Yeah, one can say that the 60's had consequences. But every period in history has that. The societal rebellion and change of the 60s was a natural and probably necessary result fo the repression that proceeded it. And one cant' talk about the negatives of the period without also acknowledging the good. (or vice versa)
No, actually, Skyfire was wrong in everything he said.
The protest period started in about 1961 with Northern students heading south to work with the civil rights movement in the south. Here, after a short time, many of the students were radicalized by the violence of the authourities.
Then JFK happened, the Warren Commission, Johnson's escalation in Vietnam and the expansion of the draft. The antiwar movement started on the heels of the civil rights protests, and had a radicalized element built in, due to their experiences in the South.
Drugs and the use thereof; the vast majority of young people experimented with marijuana, and a much smaller minority tried LSD, mescaline, peyote and other hallucinogens. A very tiny minority of "protesters" did any injectable drugs, ie heroin or used cocain. Some entertainers did, but in general, the youth movement's drug of choice, by overwhelming majority, was the herb.
By 1973, the war in Vietnam was winding down, Nixon was chased from office, the draft was also winding down, and protesters also wound down. The reasons for many of the protestors activism were eliminated. The real "protest movement" had ended by 1973.
The gay rights movement came along quite late in this period, becoming noticeable by 1972. The "women's lib", later simply the women's movement, began in 1968, reached its peak just before the defeat of the ERA.
Aids was an 80's phenomenon, and actually revitalized the Gay rights movement. The murder of John Lennon ocurred long after the protest movement was over and being subject to revisionist history.

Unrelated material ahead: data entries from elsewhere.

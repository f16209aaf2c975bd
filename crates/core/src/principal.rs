use serde::{Deserialize, Serialize};

use crate::types::DbId;

/// The reduced, token-safe projection of a stored identity.
///
/// Carried inside access tokens and recovered from them on every request.
#[derive(Debug, Clone, PartialEq, Eq, Hash, Serialize, Deserialize)]
pub struct Principal {
    pub subject_id: String,
    pub role: String,
}

impl Principal {
    pub fn new(subject_id: impl Into<String>, role: impl Into<String>) -> Self {
        Self {
            subject_id: subject_id.into(),
            role: role.into(),
        }
    }

    /// Interpret the subject as a database id, if it is one.
    pub fn db_id(&self) -> Option<DbId> {
        self.subject_id.parse().ok()
    }
}

#[cfg(test)]
mod tests {
    use super::*;

    #[test]
    fn numeric_subject_parses_as_db_id() {
        assert_eq!(Principal::new("42", "user").db_id(), Some(42));
        assert_eq!(Principal::new("svc-backup", "admin").db_id(), None);
    }
}
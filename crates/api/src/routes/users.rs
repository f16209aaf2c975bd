//! Route definitions for the `/users` resource.

use axum::routing::{get, put};
use axum::Router;

use crate::handlers::users;
use crate::state::AppState;

/// Routes mounted at `/users`. All require auth.
///
/// ```text
/// GET /                -> list_users
/// GET /{id}            -> get_user
/// PUT /{id}/password   -> change_password
/// PUT /{id}/role       -> change_role
/// ```
pub fn router() -> Router<AppState> {
    Router::new()
        .route("/", get(users::list_users))
        .route("/{id}", get(users::get_user))
        .route("/{id}/password", put(users::change_password))
        .route("/{id}/role", put(users::change_role))
}
//! Request extractors whose rejections use the [`AppError`] JSON envelope.

use axum::extract::FromRequest;

use crate::error::AppError;

/// `axum::Json` with malformed or incomplete bodies rejected as
/// `400 BAD_REQUEST` `{error, code}` instead of axum's plain-text response.
#[derive(Debug, FromRequest)]
#[from_request(via(axum::Json), rejection(AppError))]
pub struct AppJson<T>(pub T);
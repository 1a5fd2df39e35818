use serde::Serialize;
use std::sync::atomic::{AtomicU64, Ordering};
use std::sync::Arc;
use std::time::{Duration, Instant};
use tokio::sync::Semaphore;
use tokio::time::{sleep, timeout};
use tracing::{debug, error, info, warn};
use uuid::Uuid;

use crate::config::GatewayConfig;
use crate::error::{Error, Result};
use crate::fallback::{FallbackChain, FallbackStats};
use crate::pool::{CredentialPool, PoolStatus};
use crate::providers::{
    FallbackProvider, GeminiClient, GroqProvider, HuggingFaceProvider, OpenRouterProvider,
};

/// Orchestrates a generation request: a concurrency-gated retry loop
/// against the credential pool, then the fallback chain once the primary
/// path is exhausted. The fallback path is deliberately not gated; it is
/// the rare, already-degraded path and backpressure there would only make
/// a bad situation worse.
pub struct RequestGateway {
    pool: CredentialPool,
    chain: FallbackChain,
    limiter: Arc<Semaphore>,
    options: GatewayOptions,
    counters: Counters,
}

#[derive(Debug, Clone)]
pub struct GatewayOptions {
    pub max_attempts: u32,
    pub request_timeout: Duration,
    /// Backoff when no credential is eligible, scaled linearly by attempt.
    pub no_credential_backoff: Duration,
    /// Backoff after a non-rate-limit error, scaled linearly by attempt.
    pub error_backoff: Duration,
}

impl Default for GatewayOptions {
    fn default() -> Self {
        Self {
            max_attempts: 3,
            request_timeout: Duration::from_secs(30),
            no_credential_backoff: Duration::from_millis(1000),
            error_backoff: Duration::from_millis(2000),
        }
    }
}

#[derive(Debug, Default)]
struct Counters {
    total_requests: AtomicU64,
    primary_successes: AtomicU64,
    fallback_successes: AtomicU64,
    rate_limit_events: AtomicU64,
    total_latency_ms: AtomicU64,
}

/// Successful result of a gateway call.
#[derive(Debug, Clone, Serialize)]
pub struct Generation {
    pub text: String,
    pub provider_name: String,
    pub used_fallback: bool,
    pub correlation_id: Uuid,
    pub elapsed_ms: u64,
}

#[derive(Debug, Clone, Serialize)]
pub struct GatewayStats {
    pub total_requests: u64,
    pub primary_successes: u64,
    pub fallback_successes: u64,
    pub rate_limit_events: u64,
    pub average_latency_ms: u64,
    pub pool: PoolStatus,
    pub fallback: FallbackStats,
}

#[derive(Debug, Clone, Copy, PartialEq, Eq, Serialize)]
#[serde(rename_all = "lowercase")]
pub enum HealthState {
    Healthy,
    Degraded,
    Unhealthy,
}

#[derive(Debug, Clone, Serialize)]
pub struct HealthReport {
    pub status: HealthState,
    pub primary_available: bool,
    pub fallback_available: bool,
    pub details: String,
}

impl RequestGateway {
    pub fn new(
        pool: CredentialPool,
        chain: FallbackChain,
        max_concurrent: usize,
        options: GatewayOptions,
    ) -> Self {
        info!(
            "Gateway initialized: {} credentials, {} fallback providers, concurrency ceiling {}",
            pool.len(),
            chain.provider_count(),
            max_concurrent
        );

        Self {
            pool,
            chain,
            limiter: Arc::new(Semaphore::new(max_concurrent)),
            options,
            counters: Counters::default(),
        }
    }

    /// Builds the pool (one Gemini client per configured key) and the
    /// fallback chain from configuration.
    pub fn from_config(config: &GatewayConfig) -> Result<Self> {
        config.validate()?;

        let pool = CredentialPool::new(config.cooldown(), config.max_error_count);
        for key in &config.primary.api_keys {
            let client = GeminiClient::new(
                key.clone(),
                config.primary.model.clone(),
                config.request_timeout(),
            )?;
            pool.add_credential(key, Arc::new(client));
        }

        let providers: Vec<Arc<dyn FallbackProvider>> = vec![
            Arc::new(OpenRouterProvider::new(
                config.fallback.openrouter_api_key.clone(),
                config.request_timeout(),
            )?),
            Arc::new(GroqProvider::new(
                config.fallback.groq_api_key.clone(),
                config.request_timeout(),
            )?),
            Arc::new(HuggingFaceProvider::new(
                config.fallback.huggingface_api_key.clone(),
                config.request_timeout(),
            )?),
        ];
        let chain = FallbackChain::new(providers, config.request_timeout());

        let options = GatewayOptions {
            max_attempts: config.max_attempts,
            request_timeout: config.request_timeout(),
            ..GatewayOptions::default()
        };

        Ok(Self::new(pool, chain, config.max_concurrent, options))
    }

    pub async fn generate(&self, prompt: &str) -> Result<Generation> {
        let correlation_id = Uuid::new_v4();
        let started = Instant::now();
        self.counters.total_requests.fetch_add(1, Ordering::Relaxed);
        debug!(%correlation_id, "Gateway request started");

        if let Some((text, provider_name)) = self.try_primary(prompt, correlation_id).await {
            let elapsed_ms = started.elapsed().as_millis() as u64;
            self.counters.primary_successes.fetch_add(1, Ordering::Relaxed);
            self.counters
                .total_latency_ms
                .fetch_add(elapsed_ms, Ordering::Relaxed);
            info!(%correlation_id, provider = %provider_name, elapsed_ms, "Primary request succeeded");
            return Ok(Generation {
                text,
                provider_name,
                used_fallback: false,
                correlation_id,
                elapsed_ms,
            });
        }

        warn!(%correlation_id, "Primary pool exhausted, invoking fallback chain");

        match self.chain.generate_fallback(prompt).await {
            Ok(result) => {
                let elapsed_ms = started.elapsed().as_millis() as u64;
                self.counters.fallback_successes.fetch_add(1, Ordering::Relaxed);
                self.counters
                    .total_latency_ms
                    .fetch_add(elapsed_ms, Ordering::Relaxed);
                info!(%correlation_id, provider = %result.provider_name, elapsed_ms, "Fallback request succeeded");
                Ok(Generation {
                    text: result.text,
                    provider_name: result.provider_name,
                    used_fallback: true,
                    correlation_id,
                    elapsed_ms,
                })
            }
            Err(e) => {
                let elapsed_ms = started.elapsed().as_millis() as u64;
                self.counters
                    .total_latency_ms
                    .fetch_add(elapsed_ms, Ordering::Relaxed);
                error!(%correlation_id, elapsed_ms, "All generation paths exhausted: {}", e);
                Err(Error::gateway_failed(format!(
                    "primary pool exhausted and fallback failed: {}",
                    e
                )))
            }
        }
    }

    /// Primary attempt loop, bounded by the concurrency permit for its
    /// whole duration. Returns the generated text and provider name, or
    /// `None` once the pool is exhausted for this call. The permit is
    /// dropped before the fallback chain runs.
    async fn try_primary(&self, prompt: &str, correlation_id: Uuid) -> Option<(String, String)> {
        let _permit = self.limiter.acquire().await.ok()?;

        for attempt in 1..=self.options.max_attempts {
            let Some(credential) = self.pool.select_credential() else {
                if attempt == self.options.max_attempts {
                    debug!(%correlation_id, "No eligible credential on final attempt");
                    return None;
                }
                let delay = self.options.no_credential_backoff * attempt;
                debug!(%correlation_id, attempt, "No eligible credential, backing off {:?}", delay);
                sleep(delay).await;
                continue;
            };

            debug!(%correlation_id, credential = %credential.label, attempt, "Issuing primary call");

            let result = match timeout(
                self.options.request_timeout,
                credential.client.generate(prompt),
            )
            .await
            {
                Ok(result) => result,
                Err(_) => Err(Error::Timeout {
                    provider: credential.client.name().to_string(),
                    elapsed_ms: self.options.request_timeout.as_millis() as u64,
                }),
            };

            let result = result.and_then(|text| {
                if text.trim().is_empty() {
                    Err(Error::empty_response(credential.client.name()))
                } else {
                    Ok(text)
                }
            });

            match result {
                Ok(text) => {
                    self.pool.mark_success(&credential);
                    return Some((text, credential.client.name().to_string()));
                }
                Err(e) if e.is_rate_limit() => {
                    // The credential is cooling down now; the next attempt
                    // will likely pick a different one, so no added sleep.
                    warn!(%correlation_id, credential = %credential.label, attempt, "Rate limited: {}", e);
                    self.pool.mark_rate_limited(&credential);
                    self.counters.rate_limit_events.fetch_add(1, Ordering::Relaxed);
                }
                Err(e) => {
                    warn!(%correlation_id, credential = %credential.label, attempt, "Primary call failed: {}", e);
                    self.pool.mark_error(&credential);
                    if attempt < self.options.max_attempts {
                        sleep(self.options.error_backoff * attempt).await;
                    }
                }
            }
        }

        None
    }

    pub fn stats(&self) -> GatewayStats {
        let total_requests = self.counters.total_requests.load(Ordering::Relaxed);
        let total_latency_ms = self.counters.total_latency_ms.load(Ordering::Relaxed);

        GatewayStats {
            total_requests,
            primary_successes: self.counters.primary_successes.load(Ordering::Relaxed),
            fallback_successes: self.counters.fallback_successes.load(Ordering::Relaxed),
            rate_limit_events: self.counters.rate_limit_events.load(Ordering::Relaxed),
            average_latency_ms: if total_requests > 0 {
                total_latency_ms / total_requests
            } else {
                0
            },
            pool: self.pool.status(),
            fallback: self.chain.stats(),
        }
    }

    /// Three-state health, recomputed on every call, never cached.
    pub fn health_check(&self) -> HealthReport {
        let pool_status = self.pool.status();
        let primary_available = pool_status.eligible > 0;
        let fallback_available = self.chain.has_providers();

        let status = if primary_available {
            HealthState::Healthy
        } else if fallback_available {
            HealthState::Degraded
        } else {
            HealthState::Unhealthy
        };

        HealthReport {
            status,
            primary_available,
            fallback_available,
            details: format!(
                "{}/{} credentials eligible ({} cooling down), {} fallback providers",
                pool_status.eligible,
                pool_status.total,
                pool_status.in_cooldown,
                self.chain.provider_count()
            ),
        }
    }

    /// Full-system reset: gateway counters, pool state, and the chain's
    /// success counter.
    pub fn reset_stats(&self) {
        self.counters.total_requests.store(0, Ordering::Relaxed);
        self.counters.primary_successes.store(0, Ordering::Relaxed);
        self.counters.fallback_successes.store(0, Ordering::Relaxed);
        self.counters.rate_limit_events.store(0, Ordering::Relaxed);
        self.counters.total_latency_ms.store(0, Ordering::Relaxed);
        self.pool.reset_all();
        self.chain.reset();
        info!("Gateway statistics reset");
    }

    pub fn pool(&self) -> &CredentialPool {
        &self.pool
    }

    pub fn chain(&self) -> &FallbackChain {
        &self.chain
    }
}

The societal rebellion, as you refer to it, was never that. Most of the youth were radicalized initially by the JFK assassination, and Johnson's escalation of the war. We saw that our institutions could not be trusted.
Look, I'm not trying to glamorize the 60's, there was lots of fucked up stuff happening, but the idea that we, collectively, could change the world, was true. Attitudes did soften, racism did decrease, the war was unpopularized and was ended. Evidence for this can be seen in our current president, and with our short toleration for unjust war, ie Iraq.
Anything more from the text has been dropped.